SAT recognises the vital role the free media plays in keeping the public informed of terrorism and its impacts. However, this research has found that media intrusion into the grief and lives of the injured and bereaved is endemic across the media involving almost all major newspapers and broadcasters:
- 59% of survivors said they had suffered media intrusion.
- Complaints included intrusion, pestering and pressure, misrepresentation, and invasion of privacy.
- Around 90% of survivors support reducing the focus on the terrorist’s names and identities.
- Over 80% say videos made by terrorists should never be shown even in part.
- And 98% agree that terrorist ‘manifestos’ shouldn’t be a high-profile part of media coverage.
- Over half of survivors (52%) surveyed said they had also had positive experiences of working with the media.
Following the survey, SAT is calling for:
- A voluntary agreement not to directly contact the bereaved and seriously injured for at least the first 48 hours following an attack.
- No pictures should be used of the bereaved or seriously injured without family permission.
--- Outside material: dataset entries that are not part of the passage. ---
use crate::db::models::{Post, PublishStatus, Tag};
use crate::db::sqlite::SqlitePool;
use crate::error::CmsError;
use crate::types::pagination::{Paged, Pagination};
use chrono::Utc;
use sqlx::{FromRow, QueryBuilder, Sqlite, Transaction};
use std::collections::HashMap;

#[derive(Clone)]
pub struct PostStore {
    pool: SqlitePool,
}

/// Optional list filters; all present filters must match.
#[derive(Debug, Default, Clone)]
pub struct PostFilter {
    pub status: Option<PublishStatus>,
    pub category_slug: Option<String>,
    pub tag_slug: Option<String>,
    pub search: Option<String>,
    pub featured: Option<bool>,
}

impl PostFilter {
    fn apply(&self, qb: &mut QueryBuilder<'_, Sqlite>) {
        if let Some(status) = self.status {
            qb.push(" AND p.status = ").push_bind(status);
        }
        if let Some(slug) = &self.category_slug {
            qb.push(" AND p.category_id IN (SELECT id FROM categories WHERE slug = ")
                .push_bind(slug.clone())
                .push(")");
        }
        if let Some(slug) = &self.tag_slug {
            qb.push(
                " AND EXISTS (SELECT 1 FROM post_tags pt JOIN tags t ON t.id = pt.tag_id \
                 WHERE pt.post_id = p.id AND t.slug = ",
            )
            .push_bind(slug.clone())
            .push(")");
        }
        if let Some(term) = self.search.as_deref().map(str::trim).filter(|s| !s.is_empty()) {
            let pattern = format!("%{term}%");
            qb.push(" AND (p.title LIKE ")
                .push_bind(pattern.clone())
                .push(" OR p.excerpt LIKE ")
                .push_bind(pattern.clone())
                .push(" OR p.content LIKE ")
                .push_bind(pattern)
                .push(")");
        }
        if let Some(featured) = self.featured {
            qb.push(" AND p.featured = ").push_bind(featured);
        }
    }
}

/// Column values for insert and full update.
#[derive(Debug, Clone)]
pub struct PostWrite {
    pub title: String,
    pub slug: String,
    pub excerpt: Option<String>,
    pub content: String,
    pub cover_image: Option<String>,
    pub status: PublishStatus,
    pub category_id: Option<i64>,
    pub featured: bool,
    pub reading_minutes: i64,
    pub tag_ids: Vec<i64>,
}

#[derive(FromRow)]
struct PostTagRow {
    post_id: i64,
    #[sqlx(flatten)]
    tag: Tag,
}

impl PostStore {
    pub fn new(pool: SqlitePool) -> Self {
        Self { pool }
    }

    pub async fn list(
        &self,
        filter: &PostFilter,
        window: Pagination,
    ) -> Result<Paged<Post>, CmsError> {
        let mut count_qb = QueryBuilder::<Sqlite>::new("SELECT COUNT(*) FROM posts p WHERE 1 = 1");
        filter.apply(&mut count_qb);
        let (total,): (i64,) = count_qb.build_query_as().fetch_one(&self.pool).await?;

        let mut qb = QueryBuilder::<Sqlite>::new("SELECT p.* FROM posts p WHERE 1 = 1");
        filter.apply(&mut qb);
        qb.push(" ORDER BY COALESCE(p.published_at, p.created_at) DESC, p.id DESC LIMIT ")
            .push_bind(window.limit)
            .push(" OFFSET ")
            .push_bind(window.offset());
        let posts = qb.build_query_as::<Post>().fetch_all(&self.pool).await?;
        Ok(Paged::new(posts, total, window))
    }

    pub async fn get(&self, id: i64) -> Result<Option<Post>, CmsError> {
        let post = sqlx::query_as::<_, Post>("SELECT * FROM posts WHERE id = ?")
            .bind(id)
            .fetch_optional(&self.pool)
            .await?;
        Ok(post)
    }

    pub async fn get_by_slug(&self, slug: &str) -> Result<Option<Post>, CmsError> {
        let post = sqlx::query_as::<_, Post>("SELECT * FROM posts WHERE slug = ?")
            .bind(slug)
            .fetch_optional(&self.pool)
            .await?;
        Ok(post)
    }

    pub async fn slug_taken(&self, slug: &str, except_id: Option<i64>) -> Result<bool, CmsError> {
        let (n,): (i64,) =
            sqlx::query_as("SELECT COUNT(*) FROM posts WHERE slug = ? AND id != COALESCE(?, -1)")
                .bind(slug)
                .bind(except_id)
                .fetch_one(&self.pool)
                .await?;
        Ok(n > 0)
    }

    pub async fn create(&self, input: PostWrite, author_id: i64) -> Result<Post, CmsError> {
        let now = Utc::now();
        let published_at = (input.status == PublishStatus::Published).then_some(now);
        let mut tx = self.pool.begin().await?;
        let post = sqlx::query_as::<_, Post>(
            r#"INSERT INTO posts (
                   title, slug, excerpt, content, cover_image, status, category_id,
                   author_id, featured, reading_minutes, published_at, created_at, updated_at
               ) VALUES (?, ?, ?, ?, ?, ?, ?, ?, ?, ?, ?, ?, ?)
               RETURNING *"#,
        )
        .bind(&input.title)
        .bind(&input.slug)
        .bind(&input.excerpt)
        .bind(&input.content)
        .bind(&input.cover_image)
        .bind(input.status)
        .bind(input.category_id)
        .bind(author_id)
        .bind(input.featured)
        .bind(input.reading_minutes)
        .bind(published_at)
        .bind(now)
        .bind(now)
        .fetch_one(&mut *tx)
        .await?;
        replace_tags(&mut tx, post.id, &input.tag_ids).await?;
        tx.commit().await?;
        Ok(post)
    }

    /// Full update. `published_at` is stamped on the first transition to
    /// published and kept afterwards.
    pub async fn update(&self, id: i64, input: PostWrite) -> Result<Option<Post>, CmsError> {
        let now = Utc::now();
        let mut tx = self.pool.begin().await?;
        let post = sqlx::query_as::<_, Post>(
            r#"UPDATE posts SET
                   title = ?, slug = ?, excerpt = ?, content = ?, cover_image = ?,
                   status = ?, category_id = ?, featured = ?, reading_minutes = ?,
                   published_at = CASE
                       WHEN ? = 'published' AND published_at IS NULL THEN ?
                       ELSE published_at
                   END,
                   updated_at = ?
               WHERE id = ?
               RETURNING *"#,
        )
        .bind(&input.title)
        .bind(&input.slug)
        .bind(&input.excerpt)
        .bind(&input.content)
        .bind(&input.cover_image)
        .bind(input.status)
        .bind(input.category_id)
        .bind(input.featured)
        .bind(input.reading_minutes)
        .bind(input.status)
        .bind(now)
        .bind(now)
        .bind(id)
        .fetch_optional(&mut *tx)
        .await?;
        let Some(post) = post else {
            return Ok(None);
        };
        replace_tags(&mut tx, post.id, &input.tag_ids).await?;
        tx.commit().await?;
        Ok(Some(post))
    }

    pub async fn delete(&self, id: i64) -> Result<bool, CmsError> {
        let res = sqlx::query("DELETE FROM posts WHERE id = ?")
            .bind(id)
            .execute(&self.pool)
            .await?;
        Ok(res.rows_affected() > 0)
    }

    pub async fn increment_views(&self, id: i64) -> Result<(), CmsError> {
        sqlx::query("UPDATE posts SET view_count = view_count + 1 WHERE id = ?")
            .bind(id)
            .execute(&self.pool)
            .await?;
        Ok(())
    }

    pub async fn tags_for(&self, post_id: i64) -> Result<Vec<Tag>, CmsError> {
        let mut map = self.tags_for_many(&[post_id]).await?;
        Ok(map.remove(&post_id).unwrap_or_default())
    }

    pub async fn tags_for_many(&self, post_ids: &[i64]) -> Result<HashMap<i64, Vec<Tag>>, CmsError> {
        let mut out: HashMap<i64, Vec<Tag>> = HashMap::new();
        if post_ids.is_empty() {
            return Ok(out);
        }
        let mut qb = QueryBuilder::<Sqlite>::new(
            "SELECT pt.post_id, t.id, t.name, t.slug, t.created_at \
             FROM post_tags pt JOIN tags t ON t.id = pt.tag_id WHERE pt.post_id IN (",
        );
        let mut ids = qb.separated(", ");
        for id in post_ids {
            ids.push_bind(*id);
        }
        ids.push_unseparated(") ORDER BY t.name");
        let rows = qb.build_query_as::<PostTagRow>().fetch_all(&self.pool).await?;
        for row in rows {
            out.entry(row.post_id).or_default().push(row.tag);
        }
        Ok(out)
    }

    pub async fn count_by_status(&self) -> Result<Vec<(PublishStatus, i64)>, CmsError> {
        let rows: Vec<(PublishStatus, i64)> =
            sqlx::query_as("SELECT status, COUNT(*) FROM posts GROUP BY status")
                .fetch_all(&self.pool)
                .await?;
        Ok(rows)
    }
}

async fn replace_tags(
    tx: &mut Transaction<'_, Sqlite>,
    post_id: i64,
    tag_ids: &[i64],
) -> Result<(), CmsError> {
    sqlx::query("DELETE FROM post_tags WHERE post_id = ?")
        .bind(post_id)
        .execute(&mut **tx)
        .await?;
    for tag_id in tag_ids {
        sqlx::query("INSERT OR IGNORE INTO post_tags (post_id, tag_id) VALUES (?, ?)")
            .bind(post_id)
            .bind(tag_id)
            .execute(&mut **tx)
            .await?;
    }
    Ok(())
}

#[cfg(test)]
mod tests {
    use super::*;
    use crate::db::models::Role;
    use crate::db::sqlite::testing::temp_pool;
    use crate::db::taxonomy::TagStore;
    use crate::db::users::UserStore;

    fn write(slug: &str, status: PublishStatus, tag_ids: Vec<i64>) -> PostWrite {
        PostWrite {
            title: format!("Post {slug}"),
            slug: slug.to_string(),
            excerpt: None,
            content: "zero trust segmentation".to_string(),
            cover_image: None,
            status,
            category_id: None,
            featured: false,
            reading_minutes: 1,
            tag_ids,
        }
    }

    #[tokio::test]
    async fn published_at_is_stamped_once() {
        let pool = temp_pool().await;
        let author = UserStore::new(pool.clone())
            .create("ed@example.com", "Ed", "hash", Role::Editor)
            .await
            .unwrap();
        let posts = PostStore::new(pool);
        let draft = posts
            .create(write("p1", PublishStatus::Draft, vec![]), author.id)
            .await
            .unwrap();
        assert!(draft.published_at.is_none());

        let published = posts
            .update(draft.id, write("p1", PublishStatus::Published, vec![]))
            .await
            .unwrap()
            .unwrap();
        let first = published.published_at.expect("stamped on publish");

        let archived = posts
            .update(draft.id, write("p1", PublishStatus::Archived, vec![]))
            .await
            .unwrap()
            .unwrap();
        assert_eq!(archived.published_at, Some(first));
    }

    #[tokio::test]
    async fn filters_by_tag_and_search() {
        let pool = temp_pool().await;
        let author = UserStore::new(pool.clone())
            .create("ed@example.com", "Ed", "hash", Role::Editor)
            .await
            .unwrap();
        let tag = TagStore::new(pool.clone()).create("Cloud", "cloud").await.unwrap();
        let posts = PostStore::new(pool);
        posts
            .create(write("tagged", PublishStatus::Published, vec![tag.id, tag.id]), author.id)
            .await
            .unwrap();
        posts
            .create(write("plain", PublishStatus::Published, vec![]), author.id)
            .await
            .unwrap();

        let by_tag = PostFilter {
            tag_slug: Some("cloud".into()),
            ..Default::default()
        };
        let page = posts.list(&by_tag, Pagination::default()).await.unwrap();
        assert_eq!(page.total, 1);
        assert_eq!(page.items[0].slug, "tagged");

        let by_search = PostFilter {
            search: Some("segmentation".into()),
            ..Default::default()
        };
        assert_eq!(posts.list(&by_search, Pagination::default()).await.unwrap().total, 2);

        let tags = posts.tags_for(page.items[0].id).await.unwrap();
        assert_eq!(tags.len(), 1);
    }
}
There should be no use of pictures of family homes and no congregation outside the houses of the injured and bereaved.
- The creation of a Survivors’ Support Hub to provide independent information and support to survivors of terror attacks.
- In cases of malicious breaches, the Police (or a newly created Survivors Support Hub) should publicly name those outlets and exclude them from any arranged press briefings or interviews.
- The creation of a new system to confirm fatalities once families have been informed and have been able to tell their loved ones. News outlets should agree not to report on their names until it is confirmed that loved ones have been informed.
- IPSO, IMPRESS and OFCOM to agree and publish new guidance (including the above recommendations) that can then be incorporated by all media outlets. Editors need to be clear that there is a zero-tolerance approach to breaches.